(Task prompt): Could you filter the data below down to the lines that hold the word "domain"?

(Extracted information):
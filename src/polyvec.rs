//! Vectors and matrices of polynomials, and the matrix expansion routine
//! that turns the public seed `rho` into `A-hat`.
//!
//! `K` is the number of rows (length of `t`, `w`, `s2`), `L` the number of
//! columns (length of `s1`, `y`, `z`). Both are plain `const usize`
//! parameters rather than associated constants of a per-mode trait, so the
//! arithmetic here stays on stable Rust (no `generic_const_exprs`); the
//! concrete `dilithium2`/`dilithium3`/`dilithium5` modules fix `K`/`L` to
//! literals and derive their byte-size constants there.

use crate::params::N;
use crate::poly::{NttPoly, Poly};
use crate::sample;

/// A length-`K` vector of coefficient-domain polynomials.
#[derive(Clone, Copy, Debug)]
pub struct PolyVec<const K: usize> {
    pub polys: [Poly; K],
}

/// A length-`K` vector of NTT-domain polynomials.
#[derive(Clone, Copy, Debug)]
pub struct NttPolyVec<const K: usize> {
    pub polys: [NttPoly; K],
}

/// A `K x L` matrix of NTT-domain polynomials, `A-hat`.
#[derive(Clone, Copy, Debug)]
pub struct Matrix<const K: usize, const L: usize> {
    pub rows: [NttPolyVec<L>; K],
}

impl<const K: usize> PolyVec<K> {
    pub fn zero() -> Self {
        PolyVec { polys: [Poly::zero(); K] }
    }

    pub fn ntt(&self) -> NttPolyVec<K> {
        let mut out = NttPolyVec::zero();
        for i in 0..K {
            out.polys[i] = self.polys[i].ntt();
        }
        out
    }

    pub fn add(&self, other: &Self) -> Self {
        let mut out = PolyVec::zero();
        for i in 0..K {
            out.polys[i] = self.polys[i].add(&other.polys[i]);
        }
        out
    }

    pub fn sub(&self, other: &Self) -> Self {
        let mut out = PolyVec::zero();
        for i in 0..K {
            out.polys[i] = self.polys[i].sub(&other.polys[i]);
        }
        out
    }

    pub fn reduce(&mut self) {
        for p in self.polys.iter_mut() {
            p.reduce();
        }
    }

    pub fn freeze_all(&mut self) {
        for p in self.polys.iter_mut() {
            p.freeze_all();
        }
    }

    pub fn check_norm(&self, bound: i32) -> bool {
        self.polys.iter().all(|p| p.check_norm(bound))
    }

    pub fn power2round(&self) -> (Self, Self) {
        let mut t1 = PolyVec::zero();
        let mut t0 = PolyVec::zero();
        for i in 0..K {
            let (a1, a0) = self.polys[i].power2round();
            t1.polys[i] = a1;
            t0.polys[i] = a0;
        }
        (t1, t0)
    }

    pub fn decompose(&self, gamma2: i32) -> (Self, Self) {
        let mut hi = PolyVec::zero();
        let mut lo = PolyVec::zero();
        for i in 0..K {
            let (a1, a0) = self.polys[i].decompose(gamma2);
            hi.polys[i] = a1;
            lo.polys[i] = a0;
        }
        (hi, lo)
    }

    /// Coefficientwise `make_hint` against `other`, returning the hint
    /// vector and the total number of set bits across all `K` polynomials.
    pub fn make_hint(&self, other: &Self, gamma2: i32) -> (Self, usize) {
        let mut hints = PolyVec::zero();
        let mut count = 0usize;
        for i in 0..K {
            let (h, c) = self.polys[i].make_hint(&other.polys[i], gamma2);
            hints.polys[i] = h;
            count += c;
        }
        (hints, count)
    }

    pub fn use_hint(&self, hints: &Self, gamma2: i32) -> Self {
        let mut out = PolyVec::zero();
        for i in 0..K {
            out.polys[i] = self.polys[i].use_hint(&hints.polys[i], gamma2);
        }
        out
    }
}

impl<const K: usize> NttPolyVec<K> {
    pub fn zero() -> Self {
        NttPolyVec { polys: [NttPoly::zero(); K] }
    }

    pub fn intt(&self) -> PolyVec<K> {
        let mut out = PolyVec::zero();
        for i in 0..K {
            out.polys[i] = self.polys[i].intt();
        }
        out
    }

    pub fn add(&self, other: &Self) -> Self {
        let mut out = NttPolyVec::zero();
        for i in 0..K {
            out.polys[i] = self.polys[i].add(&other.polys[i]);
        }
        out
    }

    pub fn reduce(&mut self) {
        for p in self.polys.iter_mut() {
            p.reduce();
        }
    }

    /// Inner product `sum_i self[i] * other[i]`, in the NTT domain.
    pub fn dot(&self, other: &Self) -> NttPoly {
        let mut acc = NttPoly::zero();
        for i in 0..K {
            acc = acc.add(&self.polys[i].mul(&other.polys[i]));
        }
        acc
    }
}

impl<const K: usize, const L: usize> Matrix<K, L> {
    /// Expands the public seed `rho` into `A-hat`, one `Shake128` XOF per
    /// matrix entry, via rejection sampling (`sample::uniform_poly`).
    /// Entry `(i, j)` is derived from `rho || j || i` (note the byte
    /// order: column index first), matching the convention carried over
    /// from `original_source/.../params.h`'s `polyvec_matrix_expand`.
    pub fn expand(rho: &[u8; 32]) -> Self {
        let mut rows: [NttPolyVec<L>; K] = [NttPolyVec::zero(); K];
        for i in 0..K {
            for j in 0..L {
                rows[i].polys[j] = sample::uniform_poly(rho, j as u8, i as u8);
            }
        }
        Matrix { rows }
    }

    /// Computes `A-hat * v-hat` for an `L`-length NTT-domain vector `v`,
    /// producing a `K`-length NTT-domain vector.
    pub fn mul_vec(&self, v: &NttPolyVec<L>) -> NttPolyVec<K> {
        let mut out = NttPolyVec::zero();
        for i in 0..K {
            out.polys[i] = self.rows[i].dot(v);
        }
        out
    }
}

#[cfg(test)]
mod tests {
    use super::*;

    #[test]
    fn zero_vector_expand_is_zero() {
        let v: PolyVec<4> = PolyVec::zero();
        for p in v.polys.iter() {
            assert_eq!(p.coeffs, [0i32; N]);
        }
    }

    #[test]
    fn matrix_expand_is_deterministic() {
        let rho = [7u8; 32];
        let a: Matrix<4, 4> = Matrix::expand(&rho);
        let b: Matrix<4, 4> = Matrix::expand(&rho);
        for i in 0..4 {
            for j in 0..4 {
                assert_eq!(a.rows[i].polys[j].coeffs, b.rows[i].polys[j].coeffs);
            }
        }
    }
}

--

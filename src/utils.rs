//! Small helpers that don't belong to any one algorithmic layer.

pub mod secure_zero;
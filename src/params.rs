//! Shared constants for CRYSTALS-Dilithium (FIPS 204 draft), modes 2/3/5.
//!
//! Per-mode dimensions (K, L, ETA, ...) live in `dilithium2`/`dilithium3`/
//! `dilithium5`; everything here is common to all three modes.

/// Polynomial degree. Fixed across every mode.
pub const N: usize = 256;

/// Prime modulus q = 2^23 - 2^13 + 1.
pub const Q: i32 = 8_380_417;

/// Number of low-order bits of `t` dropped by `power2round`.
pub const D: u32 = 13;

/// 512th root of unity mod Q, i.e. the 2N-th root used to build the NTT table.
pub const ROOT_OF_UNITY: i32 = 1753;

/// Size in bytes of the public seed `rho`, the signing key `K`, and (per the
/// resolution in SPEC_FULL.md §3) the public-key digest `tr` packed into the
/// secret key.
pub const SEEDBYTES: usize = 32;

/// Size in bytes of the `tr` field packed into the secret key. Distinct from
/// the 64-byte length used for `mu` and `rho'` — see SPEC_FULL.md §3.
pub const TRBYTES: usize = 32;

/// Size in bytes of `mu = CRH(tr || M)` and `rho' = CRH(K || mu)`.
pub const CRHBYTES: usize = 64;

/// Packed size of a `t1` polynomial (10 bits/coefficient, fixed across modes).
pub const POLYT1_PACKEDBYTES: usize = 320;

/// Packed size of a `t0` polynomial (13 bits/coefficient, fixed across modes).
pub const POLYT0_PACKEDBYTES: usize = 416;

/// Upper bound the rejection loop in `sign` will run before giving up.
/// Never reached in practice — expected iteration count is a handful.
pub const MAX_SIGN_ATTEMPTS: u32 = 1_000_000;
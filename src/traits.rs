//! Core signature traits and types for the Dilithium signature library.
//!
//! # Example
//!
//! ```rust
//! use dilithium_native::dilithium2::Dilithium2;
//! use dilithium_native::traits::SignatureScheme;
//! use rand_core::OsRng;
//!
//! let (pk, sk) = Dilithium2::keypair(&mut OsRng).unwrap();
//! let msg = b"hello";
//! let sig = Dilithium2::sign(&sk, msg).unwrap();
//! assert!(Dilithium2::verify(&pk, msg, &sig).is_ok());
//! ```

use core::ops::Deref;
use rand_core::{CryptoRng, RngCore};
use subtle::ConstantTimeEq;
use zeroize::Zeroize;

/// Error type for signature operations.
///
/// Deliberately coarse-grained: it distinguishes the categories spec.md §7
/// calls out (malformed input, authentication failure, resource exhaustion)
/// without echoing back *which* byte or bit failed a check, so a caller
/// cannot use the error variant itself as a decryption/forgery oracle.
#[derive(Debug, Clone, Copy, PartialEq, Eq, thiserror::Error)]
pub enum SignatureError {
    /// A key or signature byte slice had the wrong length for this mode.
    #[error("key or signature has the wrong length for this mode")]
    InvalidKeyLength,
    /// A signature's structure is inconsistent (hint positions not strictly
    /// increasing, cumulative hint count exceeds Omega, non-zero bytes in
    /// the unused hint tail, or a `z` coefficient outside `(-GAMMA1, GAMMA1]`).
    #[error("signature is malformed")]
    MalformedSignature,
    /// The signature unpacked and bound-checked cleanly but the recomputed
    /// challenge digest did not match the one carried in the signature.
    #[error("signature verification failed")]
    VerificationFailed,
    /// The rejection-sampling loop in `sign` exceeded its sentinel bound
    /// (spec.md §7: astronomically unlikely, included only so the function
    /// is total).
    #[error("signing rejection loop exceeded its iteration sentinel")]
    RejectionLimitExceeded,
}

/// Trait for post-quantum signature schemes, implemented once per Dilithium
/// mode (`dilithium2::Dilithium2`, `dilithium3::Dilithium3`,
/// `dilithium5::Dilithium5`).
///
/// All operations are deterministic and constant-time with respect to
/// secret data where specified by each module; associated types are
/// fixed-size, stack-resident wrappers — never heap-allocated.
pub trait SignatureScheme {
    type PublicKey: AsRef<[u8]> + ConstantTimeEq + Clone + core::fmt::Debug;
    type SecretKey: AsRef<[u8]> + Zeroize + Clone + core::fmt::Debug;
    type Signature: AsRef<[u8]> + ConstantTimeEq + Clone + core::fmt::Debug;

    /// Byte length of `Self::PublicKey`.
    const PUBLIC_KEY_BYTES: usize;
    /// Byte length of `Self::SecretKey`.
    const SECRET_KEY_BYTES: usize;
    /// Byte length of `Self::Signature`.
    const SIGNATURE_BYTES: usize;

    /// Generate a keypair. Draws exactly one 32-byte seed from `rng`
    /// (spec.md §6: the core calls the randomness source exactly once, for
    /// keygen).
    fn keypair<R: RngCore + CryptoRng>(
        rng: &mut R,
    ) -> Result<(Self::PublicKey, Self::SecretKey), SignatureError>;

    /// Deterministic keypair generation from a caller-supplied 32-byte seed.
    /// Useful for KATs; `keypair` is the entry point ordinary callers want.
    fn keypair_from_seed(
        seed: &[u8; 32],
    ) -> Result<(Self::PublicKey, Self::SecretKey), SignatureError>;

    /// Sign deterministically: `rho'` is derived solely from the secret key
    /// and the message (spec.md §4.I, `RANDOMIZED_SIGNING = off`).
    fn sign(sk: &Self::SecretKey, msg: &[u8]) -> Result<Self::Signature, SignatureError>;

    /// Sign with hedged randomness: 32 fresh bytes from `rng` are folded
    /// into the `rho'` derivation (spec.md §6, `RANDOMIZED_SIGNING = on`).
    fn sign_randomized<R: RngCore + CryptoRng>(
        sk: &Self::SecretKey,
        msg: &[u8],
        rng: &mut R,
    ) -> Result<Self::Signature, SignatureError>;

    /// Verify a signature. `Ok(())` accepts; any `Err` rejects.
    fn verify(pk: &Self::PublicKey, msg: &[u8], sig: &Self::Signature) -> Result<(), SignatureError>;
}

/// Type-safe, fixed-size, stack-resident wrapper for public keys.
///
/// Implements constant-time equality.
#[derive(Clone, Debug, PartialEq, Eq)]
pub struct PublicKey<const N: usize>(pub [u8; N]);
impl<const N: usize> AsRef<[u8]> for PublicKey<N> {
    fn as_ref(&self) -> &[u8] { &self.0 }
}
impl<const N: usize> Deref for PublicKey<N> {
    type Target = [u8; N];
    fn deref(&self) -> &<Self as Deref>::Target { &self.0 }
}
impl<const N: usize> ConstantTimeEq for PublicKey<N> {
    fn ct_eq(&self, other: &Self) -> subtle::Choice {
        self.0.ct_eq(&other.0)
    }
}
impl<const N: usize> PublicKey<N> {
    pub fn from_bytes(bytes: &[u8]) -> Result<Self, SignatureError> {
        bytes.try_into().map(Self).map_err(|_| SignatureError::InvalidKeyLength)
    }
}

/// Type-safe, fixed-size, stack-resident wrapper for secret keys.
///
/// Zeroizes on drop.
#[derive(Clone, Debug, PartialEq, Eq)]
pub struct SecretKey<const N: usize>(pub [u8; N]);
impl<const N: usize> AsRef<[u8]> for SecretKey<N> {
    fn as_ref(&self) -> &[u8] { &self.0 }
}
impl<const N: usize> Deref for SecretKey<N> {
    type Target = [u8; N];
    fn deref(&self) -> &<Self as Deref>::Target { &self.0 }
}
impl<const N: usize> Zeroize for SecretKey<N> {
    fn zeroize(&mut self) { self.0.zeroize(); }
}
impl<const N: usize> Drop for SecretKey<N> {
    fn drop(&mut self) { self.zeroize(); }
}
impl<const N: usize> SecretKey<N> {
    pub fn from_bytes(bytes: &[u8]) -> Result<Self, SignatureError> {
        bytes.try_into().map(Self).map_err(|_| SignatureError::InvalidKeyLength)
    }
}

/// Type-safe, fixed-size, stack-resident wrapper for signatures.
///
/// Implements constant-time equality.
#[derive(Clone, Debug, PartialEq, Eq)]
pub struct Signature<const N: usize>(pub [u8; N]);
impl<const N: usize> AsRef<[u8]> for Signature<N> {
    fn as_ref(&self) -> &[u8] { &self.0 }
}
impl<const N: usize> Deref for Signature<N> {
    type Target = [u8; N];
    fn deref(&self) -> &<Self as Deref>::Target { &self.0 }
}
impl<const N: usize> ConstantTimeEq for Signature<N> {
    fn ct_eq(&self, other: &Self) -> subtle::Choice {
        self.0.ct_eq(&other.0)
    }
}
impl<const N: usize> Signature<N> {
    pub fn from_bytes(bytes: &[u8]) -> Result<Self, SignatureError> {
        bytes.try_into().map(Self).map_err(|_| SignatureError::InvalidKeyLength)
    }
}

(Response to this exercise):
/// A length-`K` vector of coefficient-domain polynomials.
/// A length-`K` vector of NTT-domain polynomials.
/// A `K x L` matrix of NTT-domain polynomials, `A-hat`.
    /// Inner product `sum_i self[i] * other[i]`, in the NTT domain.
    /// Computes `A-hat * v-hat` for an `L`-length NTT-domain vector `v`,
    /// producing a `K`-length NTT-domain vector.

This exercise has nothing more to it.